At a meeting on July 25 2017, the US team did say that together their country and the UK could promote services liberalisation, however the comment was made in comparison to the liberal trade policy currently enjoyed among EU member states, which does not compromise the NHS.  

Labour’s Barry Gardiner said: 

‘One of the things that undermines our NHS in trade talks is a negative list system.’

The document said: 

‘The US explained the negative list approach was very important to the US… He asked what the UK’s current thinking was on approach.

‘The UK explained that it was too early for that specific conversation.’

What this means:

No cast-iron guarantees have been made to adopt a negative list system in future trade talks, with the UK team of the mindset that these are only preliminary talks.

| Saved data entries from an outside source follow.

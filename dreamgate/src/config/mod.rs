//! Configuration for the gateway.
//!
//! Configuration is layered: compiled-in defaults, then an optional YAML
//! file, then environment variables (env wins). Settings structs live in
//! [`settings`], constants in [`defaults`], file loading in [`file`], and
//! the environment overlay in [`env`].

mod defaults;
mod env;
mod file;
mod settings;

pub use defaults::*;
pub use env::apply_env_overrides;
pub use file::{config_file_path, ConfigError};
pub use settings::{
    GatewayConfig, GenerationSettings, LoggingSettings, MirrorSettings, ProxySettings,
    QuotaSettings, ServerSettings, TaskSettings,
};

impl GatewayConfig {
    /// Loads configuration from the default file path and the environment.
    ///
    /// Missing file means defaults; environment variables always win.
    pub fn load() -> Result<Self, ConfigError> {
        let mut config = file::load_from(&config_file_path())?;
        apply_env_overrides(&mut config);
        Ok(config)
    }

    /// Loads configuration from a specific YAML file and the environment.
    pub fn load_from(path: &std::path::Path) -> Result<Self, ConfigError> {
        let mut config = file::load_from(path)?;
        apply_env_overrides(&mut config);
        Ok(config)
    }
}
//! Logging infrastructure for Dreamgate.
//!
//! Provides structured logging with file output and console output:
//! - Writes to `logs/dreamgate.log` (cleared on session start)
//! - Also prints to stdout for terminal tailing
//! - Configurable via RUST_LOG environment variable

use std::fs;
use std::io;
use std::path::Path;
use tracing_appender::non_blocking::WorkerGuard;
use tracing_subscriber::layer::SubscriberExt;
use tracing_subscriber::util::SubscriberInitExt;
use tracing_subscriber::EnvFilter;

/// Guard that must be kept alive for the duration of logging.
///
/// Dropping this guard will flush and close the log file writer.
pub struct LoggingGuard {
    _file_guard: WorkerGuard,
}

/// Initialize the logging system.
///
/// Creates the log directory if needed, clears the previous log file,
/// and sets up dual output to both file and stdout.
///
/// # Arguments
///
/// * `log_dir` - Directory for log files (e.g., "logs")
/// * `log_file` - Log filename (e.g., "dreamgate.log")
/// * `default_level` - Filter used when RUST_LOG is not set (e.g., "info")
///
/// # Returns
///
/// LoggingGuard that must be kept alive for logging to work
///
/// # Errors
///
/// Returns an error if the log directory cannot be created or the log file
/// cannot be cleared.
pub fn init_logging(
    log_dir: &str,
    log_file: &str,
    default_level: &str,
) -> Result<LoggingGuard, io::Error> {
    fs::create_dir_all(log_dir)?;

    // Clear the previous log file. Handles both existing and missing files.
    let log_path = Path::new(log_dir).join(log_file);
    fs::write(&log_path, "")?;

    let file_appender = tracing_appender::rolling::never(log_dir, log_file);
    let (non_blocking_file, file_guard) = tracing_appender::non_blocking(file_appender);

    let file_layer = tracing_subscriber::fmt::layer()
        .with_writer(non_blocking_file)
        .with_ansi(false)
        .with_target(true);

    let stdout_layer = tracing_subscriber::fmt::layer()
        .with_writer(io::stdout)
        .with_ansi(true)
        .with_target(true);

    let env_filter =
        EnvFilter::try_from_default_env().unwrap_or_else(|_| EnvFilter::new(default_level));

    tracing_subscriber::registry()
        .with(env_filter)
        .with(file_layer)
        .with(stdout_layer)
        .init();

    Ok(LoggingGuard {
        _file_guard: file_guard,
    })
}

/// Get default log directory path.
pub fn default_log_dir() -> &'static str {
    "logs"
}

/// Get default log file name.
pub fn default_log_file() -> &'static str {
    "dreamgate.log"
}
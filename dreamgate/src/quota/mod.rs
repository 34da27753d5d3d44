//! Per-session daily quota ledger.
//!
//! Every session gets a daily allowance per service kind (image, video,
//! avatar). The ledger enforces the allowance *before* a generation
//! starts and records usage *after* success, with atomic per-key
//! check-and-increment semantics and a crash-safe JSON file behind it.

mod ledger;
mod stats;
mod store;
mod types;

pub use ledger::QuotaLedger;
pub use stats::{DailyStats, RangeStats};
pub use store::UsageStore;
pub use types::{QuotaDecision, ServiceKind, ServiceLimits, SessionDailyUsage};

use thiserror::Error;

/// Errors from the quota ledger.
#[derive(Debug, Error)]
pub enum QuotaError {
    /// The session exhausted its daily allowance for the service.
    #[error("daily {service} quota exceeded ({current}/{limit})")]
    Exceeded {
        service: ServiceKind,
        current: u32,
        limit: u32,
    },

    /// Ledger storage failed.
    #[error("quota storage error: {0}")]
    Io(String),
}
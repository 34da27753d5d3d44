//! Request validation.
//!
//! Raw DTOs mirror the HTTP bodies with everything optional; `validate()`
//! turns them into fully-typed requests or one aggregated
//! `InvalidRequest` listing every problem at once.

use super::GenerateError;
use crate::payload::ResolutionTier;
use crate::upload::ImageSource;
use serde::Deserialize;

/// Longest accepted prompt, in characters.
const MAX_PROMPT_CHARS: usize = 6000;

/// Most input images accepted for a composition.
const MAX_COMPOSITION_IMAGES: usize = 4;

/// Accepted video duration range, in seconds.
const VIDEO_DURATION_RANGE: std::ops::RangeInclusive<u32> = 2..=10;

/// Validated text-to-image / multi-image request.
#[derive(Debug, Clone)]
pub struct ImageRequest {
    pub model: String,
    pub prompt: String,
    pub negative_prompt: String,
    pub ratio: String,
    pub resolution: ResolutionTier,
    pub sample_strength: f64,
    pub seed: Option<u32>,
    pub intelligent_ratio: bool,
    /// Explicit multi-image count, when the client sent one.
    pub count: Option<u32>,
}

/// Validated image-composition request.
#[derive(Debug, Clone)]
pub struct CompositionRequest {
    pub image: ImageRequest,
    pub sources: Vec<ImageSource>,
}

/// Validated image-to-video request.
#[derive(Debug, Clone)]
pub struct VideoRequest {
    pub model: String,
    pub prompt: String,
    pub ratio: String,
    pub resolution: ResolutionTier,
    pub duration_secs: u32,
    pub fps: u32,
    pub seed: Option<u32>,
    pub sources: Vec<ImageSource>,
}

/// Raw body of the image generation endpoints.
#[derive(Debug, Clone, Default, Deserialize)]
#[serde(default)]
pub struct RawImageRequest {
    pub model: Option<String>,
    pub prompt: Option<String>,
    pub negative_prompt: Option<String>,
    pub ratio: Option<String>,
    pub resolution: Option<String>,
    pub sample_strength: Option<f64>,
    pub seed: Option<u32>,
    pub intelligent_ratio: Option<bool>,
    pub count: Option<u32>,
}

impl RawImageRequest {
    /// Validates into a typed request, aggregating all field errors.
    pub fn validate(self) -> Result<ImageRequest, GenerateError> {
        let mut problems = Vec::new();

        let prompt = required_prompt(&self.prompt, &mut problems);
        let resolution = parse_resolution(&self.resolution, &mut problems);
        let sample_strength = bounded_strength(self.sample_strength, &mut problems);
        if let Some(count) = self.count {
            if !(1..=8).contains(&count) {
                problems.push(format!("count must be 1-8, got {}", count));
            }
        }

        finish(problems)?;
        Ok(ImageRequest {
            model: self.model.unwrap_or_default(),
            prompt,
            negative_prompt: self.negative_prompt.unwrap_or_default(),
            ratio: self.ratio.unwrap_or_else(|| "1:1".to_string()),
            resolution,
            sample_strength,
            seed: self.seed,
            intelligent_ratio: self.intelligent_ratio.unwrap_or(false),
            count: self.count,
        })
    }
}

/// Raw body of the composition endpoint.
#[derive(Debug, Clone, Default, Deserialize)]
#[serde(default)]
pub struct RawCompositionRequest {
    #[serde(flatten)]
    pub image: RawImageRequest,
    /// Input image references: data URIs or http(s) URLs.
    pub images: Vec<String>,
}

impl RawCompositionRequest {
    /// Validates into a typed request, aggregating all field errors.
    pub fn validate(self) -> Result<CompositionRequest, GenerateError> {
        let mut problems = Vec::new();

        if self.images.is_empty() {
            problems.push("at least one input image is required".to_string());
        }
        if self.images.len() > MAX_COMPOSITION_IMAGES {
            problems.push(format!(
                "at most {} input images are accepted, got {}",
                MAX_COMPOSITION_IMAGES,
                self.images.len()
            ));
        }

        let mut sources = Vec::with_capacity(self.images.len());
        for (index, reference) in self.images.iter().enumerate() {
            match ImageSource::from_reference(reference) {
                Ok(source) => sources.push(source),
                Err(e) => problems.push(format!("images[{}]: {}", index, e)),
            }
        }

        let image = match self.image.validate() {
            Ok(image) => Some(image),
            Err(GenerateError::InvalidRequest(msg)) => {
                problems.push(msg);
                None
            }
            Err(other) => return Err(other),
        };

        finish(problems)?;
        Ok(CompositionRequest {
            image: image.expect("no problems implies valid image request"),
            sources,
        })
    }
}

/// Raw body of the video generation endpoint.
#[derive(Debug, Clone, Default, Deserialize)]
#[serde(default)]
pub struct RawVideoRequest {
    pub model: Option<String>,
    pub prompt: Option<String>,
    pub ratio: Option<String>,
    pub resolution: Option<String>,
    pub duration: Option<u32>,
    pub fps: Option<u32>,
    pub seed: Option<u32>,
    /// Optional first/end frame references.
    #[serde(alias = "file_paths")]
    pub images: Vec<String>,
}

impl RawVideoRequest {
    /// Validates into a typed request, aggregating all field errors.
    pub fn validate(self) -> Result<VideoRequest, GenerateError> {
        let mut problems = Vec::new();

        let prompt = required_prompt(&self.prompt, &mut problems);
        let resolution = parse_tier_or(&self.resolution, ResolutionTier::P720, &mut problems);

        let duration_secs = self.duration.unwrap_or(5);
        if !VIDEO_DURATION_RANGE.contains(&duration_secs) {
            problems.push(format!(
                "duration must be {}-{} seconds, got {}",
                VIDEO_DURATION_RANGE.start(),
                VIDEO_DURATION_RANGE.end(),
                duration_secs
            ));
        }

        let fps = self.fps.unwrap_or(24);
        if !(12..=60).contains(&fps) {
            problems.push(format!("fps must be 12-60, got {}", fps));
        }

        if self.images.len() > 2 {
            problems.push(format!(
                "a video takes at most a first and an end frame, got {} images",
                self.images.len()
            ));
        }
        let mut sources = Vec::with_capacity(self.images.len());
        for (index, reference) in self.images.iter().enumerate() {
            match ImageSource::from_reference(reference) {
                Ok(source) => sources.push(source),
                Err(e) => problems.push(format!("images[{}]: {}", index, e)),
            }
        }

        finish(problems)?;
        Ok(VideoRequest {
            model: self.model.unwrap_or_default(),
            prompt,
            ratio: self.ratio.unwrap_or_else(|| "16:9".to_string()),
            resolution,
            duration_secs,
            fps,
            seed: self.seed,
            sources,
        })
    }
}

fn required_prompt(prompt: &Option<String>, problems: &mut Vec<String>) -> String {
    let prompt = prompt.as_deref().unwrap_or("").trim().to_string();
    if prompt.is_empty() {
        problems.push("prompt is required".to_string());
    } else if prompt.chars().count() > MAX_PROMPT_CHARS {
        problems.push(format!(
            "prompt exceeds {} characters",
            MAX_PROMPT_CHARS
        ));
    }
    prompt
}

fn parse_resolution(raw: &Option<String>, problems: &mut Vec<String>) -> ResolutionTier {
    parse_tier_or(raw, ResolutionTier::default(), problems)
}

fn parse_tier_or(
    raw: &Option<String>,
    default: ResolutionTier,
    problems: &mut Vec<String>,
) -> ResolutionTier {
    match raw.as_deref() {
        None => default,
        Some(raw) => match ResolutionTier::parse(raw) {
            Some(tier) => tier,
            None => {
                problems.push(format!(
                    "resolution must be one of 480p/720p/1080p/2k, got '{}'",
                    raw
                ));
                default
            }
        },
    }
}

fn bounded_strength(raw: Option<f64>, problems: &mut Vec<String>) -> f64 {
    let strength = raw.unwrap_or(0.5);
    if !(0.0..=1.0).contains(&strength) {
        problems.push(format!("sample_strength must be 0.0-1.0, got {}", strength));
    }
    strength
}

fn finish(problems: Vec<String>) -> Result<(), GenerateError> {
    if problems.is_empty() {
        Ok(())
    } else {
        Err(GenerateError::InvalidRequest(problems.join("; ")))
    }
}
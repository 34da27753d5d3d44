//! Environment variable overlay.
//!
//! Environment variables take precedence over the YAML file. Unparseable
//! values are ignored with a warning rather than failing startup.

use super::settings::GatewayConfig;
use std::str::FromStr;
use tracing::warn;

/// Applies all recognized environment variables on top of `config`.
pub fn apply_env_overrides(config: &mut GatewayConfig) {
    // Server
    if let Some(host) = env_string("HOST") {
        config.server.host = host;
    }
    set_parsed(&mut config.server.port, "PORT");

    // Task engine
    set_parsed(&mut config.task.max_concurrent, "TASK_MAX_CONCURRENT");
    set_parsed(&mut config.task.image_timeout_secs, "TASK_IMAGE_TIMEOUT_SECS");
    set_parsed(&mut config.task.video_timeout_secs, "TASK_VIDEO_TIMEOUT_SECS");

    // Quota
    set_parsed(&mut config.quota.image_limit, "QUOTA_IMAGE_LIMIT");
    set_parsed(&mut config.quota.video_limit, "QUOTA_VIDEO_LIMIT");
    set_parsed(&mut config.quota.avatar_limit, "QUOTA_AVATAR_LIMIT");
    set_parsed(&mut config.quota.retention_days, "QUOTA_RETENTION_DAYS");
    if let Some(dir) = env_string("DATA_DIR") {
        config.quota.data_dir = dir.into();
    }

    // Generation
    set_parsed(&mut config.generation.video_max_polls, "VIDEO_MAX_POLLS");

    // Mirrors
    config.mirrors.jimeng_cn = env_string("JIMENG_CN_MIRROR").or(config.mirrors.jimeng_cn.take());
    config.mirrors.dreamina_us =
        env_string("DREAMINA_US_MIRROR").or(config.mirrors.dreamina_us.take());
    config.mirrors.dreamina_hk =
        env_string("DREAMINA_HK_MIRROR").or(config.mirrors.dreamina_hk.take());
    config.mirrors.imagex_cn = env_string("IMAGEX_CN_MIRROR").or(config.mirrors.imagex_cn.take());
    config.mirrors.imagex_us = env_string("IMAGEX_US_MIRROR").or(config.mirrors.imagex_us.take());
    config.mirrors.imagex_hk = env_string("IMAGEX_HK_MIRROR").or(config.mirrors.imagex_hk.take());
    config.mirrors.commerce_us =
        env_string("COMMERCE_US_MIRROR").or(config.mirrors.commerce_us.take());
    config.mirrors.commerce_hk =
        env_string("COMMERCE_HK_MIRROR").or(config.mirrors.commerce_hk.take());

    // Proxy
    if let Some(enabled) = env_string("PROXY_ENABLED") {
        config.proxy.enabled = matches!(enabled.as_str(), "1" | "true" | "yes");
    }
    if let Some(host) = env_string("PROXY_HOST") {
        config.proxy.host = host;
    }
    set_parsed(&mut config.proxy.port, "PROXY_PORT");
    if let Some(proxy_type) = env_string("PROXY_TYPE") {
        config.proxy.proxy_type = proxy_type;
    }
    config.proxy.auth = env_string("PROXY_AUTH").or(config.proxy.auth.take());
    if let Some(bypass) = env_string("PROXY_BYPASS") {
        config.proxy.bypass = bypass
            .split(',')
            .map(|s| s.trim().to_string())
            .filter(|s| !s.is_empty())
            .collect();
    }
    set_parsed(&mut config.proxy.timeout_secs, "PROXY_TIMEOUT_SECS");

    // Logging
    if let Some(level) = env_string("LOG_LEVEL") {
        config.logging.level = level;
    }
}

/// Reads a non-empty environment variable.
fn env_string(key: &str) -> Option<String> {
    std::env::var(key).ok().filter(|v| !v.trim().is_empty())
}

/// Parses an environment variable into `target`, warning on bad values.
fn set_parsed<T: FromStr>(target: &mut T, key: &str) {
    if let Some(raw) = env_string(key) {
        match raw.parse() {
            Ok(value) => *target = value,
            Err(_) => warn!(key = key, value = %raw, "Ignoring unparseable environment override"),
        }
    }
}

#[cfg(test)]
mod tests {
    use super::*;

    // Environment mutation is process-global; tests here set distinct keys
    // and restore them to avoid interfering with each other.

    #[test]
    fn test_task_max_concurrent_override() {
        std::env::set_var("TASK_MAX_CONCURRENT", "4");
        let mut config = GatewayConfig::default();
        apply_env_overrides(&mut config);
        assert_eq!(config.task.max_concurrent, 4);
        std::env::remove_var("TASK_MAX_CONCURRENT");
    }

    #[test]
    fn test_invalid_value_is_ignored() {
        std::env::set_var("QUOTA_IMAGE_LIMIT", "not-a-number");
        let mut config = GatewayConfig::default();
        apply_env_overrides(&mut config);
        assert_eq!(config.quota.image_limit, 10);
        std::env::remove_var("QUOTA_IMAGE_LIMIT");
    }

    #[test]
    fn test_mirror_override() {
        std::env::set_var("DREAMINA_US_MIRROR", "https://mirror.example.com");
        let mut config = GatewayConfig::default();
        apply_env_overrides(&mut config);
        assert_eq!(
            config.mirrors.dreamina_us.as_deref(),
            Some("https://mirror.example.com")
        );
        std::env::remove_var("DREAMINA_US_MIRROR");
    }

    #[test]
    fn test_proxy_bypass_list() {
        std::env::set_var("PROXY_BYPASS", "localhost, 127.0.0.1,, internal.lan");
        let mut config = GatewayConfig::default();
        apply_env_overrides(&mut config);
        assert_eq!(
            config.proxy.bypass,
            vec!["localhost", "127.0.0.1", "internal.lan"]
        );
        std::env::remove_var("PROXY_BYPASS");
    }
}
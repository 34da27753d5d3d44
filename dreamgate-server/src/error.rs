//! API error type and HTTP status mapping.
//!
//! Every route handler returns `Result<_, ApiError>`; the `IntoResponse`
//! impl maps the library error taxonomy onto status codes and a JSON
//! error body.

use axum::http::StatusCode;
use axum::response::{IntoResponse, Response};
use axum::Json;
use dreamgate::generation::GenerateError;
use dreamgate::quota::QuotaError;
use dreamgate::task::TaskError;
use dreamgate::upload::UploadError;
use dreamgate::upstream::{TransportError, UpstreamError};
use serde_json::json;
use tracing::{error, warn};

/// Error returned by all route handlers.
#[derive(Debug)]
pub struct ApiError {
    status: StatusCode,
    kind: &'static str,
    message: String,
}

impl ApiError {
    pub fn new(status: StatusCode, kind: &'static str, message: impl Into<String>) -> Self {
        Self {
            status,
            kind,
            message: message.into(),
        }
    }

    pub fn bad_request(message: impl Into<String>) -> Self {
        Self::new(StatusCode::BAD_REQUEST, "invalid_request", message)
    }

    pub fn unauthorized(message: impl Into<String>) -> Self {
        Self::new(StatusCode::UNAUTHORIZED, "unauthorized", message)
    }

    pub fn status(&self) -> StatusCode {
        self.status
    }

    pub fn message(&self) -> &str {
        &self.message
    }
}

impl IntoResponse for ApiError {
    fn into_response(self) -> Response {
        if self.status.is_server_error() {
            error!(status = %self.status, kind = self.kind, message = %self.message, "Request failed");
        } else {
            warn!(status = %self.status, kind = self.kind, message = %self.message, "Request rejected");
        }

        let body = Json(json!({
            "error": {
                "type": self.kind,
                "message": self.message,
            }
        }));
        (self.status, body).into_response()
    }
}

impl From<GenerateError> for ApiError {
    fn from(e: GenerateError) -> Self {
        match &e {
            GenerateError::InvalidRequest(_) => {
                Self::new(StatusCode::BAD_REQUEST, "invalid_request", e.to_string())
            }
            GenerateError::UnsupportedModel(_) => {
                Self::new(StatusCode::BAD_REQUEST, "unsupported_model", e.to_string())
            }
            GenerateError::Quota(quota) => quota_error(quota, e.to_string()),
            GenerateError::Upload(upload) => upload_error(upload, e.to_string()),
            GenerateError::Upstream(upstream) => upstream_error(upstream, e.to_string()),
            GenerateError::PollTimeout { .. } => {
                Self::new(StatusCode::GATEWAY_TIMEOUT, "poll_timeout", e.to_string())
            }
            GenerateError::ResultExtraction(_) => Self::new(
                StatusCode::BAD_GATEWAY,
                "result_extraction_failed",
                e.to_string(),
            ),
            GenerateError::Cancelled => {
                Self::new(StatusCode::CONFLICT, "cancelled", e.to_string())
            }
        }
    }
}

impl From<TaskError> for ApiError {
    fn from(e: TaskError) -> Self {
        let status = match &e {
            TaskError::NotFound(_) => StatusCode::NOT_FOUND,
            TaskError::NotCompleted { .. }
            | TaskError::InvalidTransition { .. }
            | TaskError::DeleteFailed { .. } => StatusCode::CONFLICT,
        };
        let kind = match &e {
            TaskError::NotFound(_) => "task_not_found",
            TaskError::NotCompleted { .. } => "task_not_completed",
            TaskError::InvalidTransition { .. } => "task_transition_rejected",
            TaskError::DeleteFailed { .. } => "task_delete_rejected",
        };
        Self::new(status, kind, e.to_string())
    }
}

impl From<QuotaError> for ApiError {
    fn from(e: QuotaError) -> Self {
        let message = e.to_string();
        quota_error(&e, message)
    }
}

fn quota_error(e: &QuotaError, message: String) -> ApiError {
    match e {
        QuotaError::Exceeded { .. } => {
            ApiError::new(StatusCode::TOO_MANY_REQUESTS, "quota_exceeded", message)
        }
        QuotaError::Io(_) => {
            ApiError::new(StatusCode::INTERNAL_SERVER_ERROR, "quota_storage", message)
        }
    }
}

fn upload_error(e: &UploadError, message: String) -> ApiError {
    match e {
        UploadError::Source(_) => ApiError::new(StatusCode::BAD_REQUEST, "invalid_image", message),
        UploadError::Auth(_) => ApiError::new(StatusCode::BAD_GATEWAY, "upload_auth", message),
        UploadError::CommitFailed { .. } => {
            ApiError::new(StatusCode::BAD_GATEWAY, "upload_commit_failed", message)
        }
        UploadError::Network(_) | UploadError::Timeout(_) => {
            ApiError::new(StatusCode::BAD_GATEWAY, "upload_failed", message)
        }
    }
}

fn upstream_error(e: &UpstreamError, message: String) -> ApiError {
    match e {
        UpstreamError::Transport(TransportError::Timeout(_)) => {
            ApiError::new(StatusCode::GATEWAY_TIMEOUT, "upstream_timeout", message)
        }
        UpstreamError::Transport(_) | UpstreamError::Protocol(_) => {
            ApiError::new(StatusCode::BAD_GATEWAY, "upstream_error", message)
        }
        UpstreamError::GenerationFailed { .. } => {
            ApiError::new(StatusCode::BAD_GATEWAY, "generation_failed", message)
        }
    }
}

Negative lists are the bottom-up process of ruling out sectors and industries that are on the table.

Mr Corbyn said:

‘Have a look on page 42 and 43, where the US even agrees to share its public lines to help our government with its media narrative.’

The document said:

‘UK to discuss internally with central US team regarding joint press statement and launch of JES on publication.’

What this means: 

A November 2018 meeting where both parties discussed economic analysis – with no mention of the NHS or pharmaceuticals – ended with an agreement to set up a joint press statement when the Joint Economic Study was published. 

Mr Corbyn said: 

‘You may want to look at how Trump’s America absolutely refuses to mention climate change in the deal, see the second meeting on page 17.’

The document said: 

‘The US responded emphatically that climate change is the most political sensitive question for the US…

‘US stated this ban (on mentioning climate change in trade deals) would not be lifted any time soon.’ 

What this means: 

A UK delegate asked if environmental action could be weaved into a future trade deal, but this was effectively stonewalled by the US.